## WHAT IS REQUIRED
Below are some records. Print exactly the lines between the one holding "use crate::mml::ast::Attributes;" and the one holding "in document order", inclusive, and nothing else.

## DATA PROVIDED
········
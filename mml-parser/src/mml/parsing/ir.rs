//! Intermediate representation produced by the structural pass
//!
//! The IR describes the nesting found in the source without any of the
//! document invariants: ids may be missing or duplicated, loose text may sit
//! next to nodes, and there may be any number of top level nodes.

use crate::mml::ast::Attributes;

/// A node in the parse tree.
#[derive(Debug, Clone, PartialEq)]
pub enum ParseNode {
    Container {
        id: Option<String>,
        attributes: Attributes,
        children: Vec<ParseNode>,
    },
    Content {
        id: Option<String>,
        attributes: Attributes,
        /// Raw text between the markers, fragment markers included
        text: String,
    },
    /// Text outside any content node
    Loose(String),
}

impl ParseNode {
    pub fn is_container(&self) -> bool {
        matches!(self, ParseNode::Container { .. })
    }

    pub fn id(&self) -> Option<&str> {
        match self {
            ParseNode::Container { id, .. } | ParseNode::Content { id, .. } => id.as_deref(),
            ParseNode::Loose(_) => None,
        }
    }

    pub fn children(&self) -> &[ParseNode] {
        match self {
            ParseNode::Container { children, .. } => children,
            _ => &[],
        }
    }

    /// Explicit ids of this node and everything below it, in document order
    pub fn collect_ids<'a>(&'a self, out: &mut Vec<&'a str>) {
        if let Some(id) = self.id() {
            out.push(id);
        }
        for child in self.children() {
            child.collect_ids(out);
        }
    }
}
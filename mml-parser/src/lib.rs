//! # mml
//!
//! A parser, document model and query engine for mml: markdown with structure
//! embedded in HTML comments.
//!
//! File Layout
//!
//!     The processing pipeline mirrors the data flow, leaves first:
//!
//!         src/mml
//!           ├── token        Marker and attribute tokens
//!           ├── lexing       Source text to a flat marker stream
//!           ├── parsing      Marker stream to raw nesting (IR)
//!           ├── assembling   Autofix: IR to a well formed Document
//!           ├── ast          Document, nodes, attributes, fragment-aware content
//!           ├── formats      Markup serializer, treeviz, json/yaml snapshots
//!           ├── query        Dom and the chainable Query / QueryMut engine
//!           └── transforms   Composable stage pipeline tying the above together
//!
//! For testing helpers see the [testing module](mml::testing).

pub mod mml;

pub use mml::ast::{Attributes, Document, Node, NodeKind, ParseOptions};
pub use mml::error::{MmlError, MmlResult};
pub use mml::formats::{FormatRegistry, Formatter, SerializeOptions, TreevizOptions};
pub use mml::loader::DocumentLoader;
pub use mml::query::{Dom, Query, QueryMut, Selection};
········
## RESULT FOR THIS TASK
use crate::mml::ast::Attributes;

/// A node in the parse tree.
#[derive(Debug, Clone, PartialEq)]
pub enum ParseNode {
    Container {
        id: Option<String>,
        attributes: Attributes,
        children: Vec<ParseNode>,
    },
    Content {
        id: Option<String>,
        attributes: Attributes,
        /// Raw text between the markers, fragment markers included
        text: String,
    },
    /// Text outside any content node
    Loose(String),
}

impl ParseNode {
    pub fn is_container(&self) -> bool {
        matches!(self, ParseNode::Container { .. })
    }

    pub fn id(&self) -> Option<&str> {
        match self {
            ParseNode::Container { id, .. } | ParseNode::Content { id, .. } => id.as_deref(),
            ParseNode::Loose(_) => None,
        }
    }

    pub fn children(&self) -> &[ParseNode] {
        match self {
            ParseNode::Container { children, .. } => children,
            _ => &[],
        }
    }

    /// Explicit ids of this node and everything below it, in document order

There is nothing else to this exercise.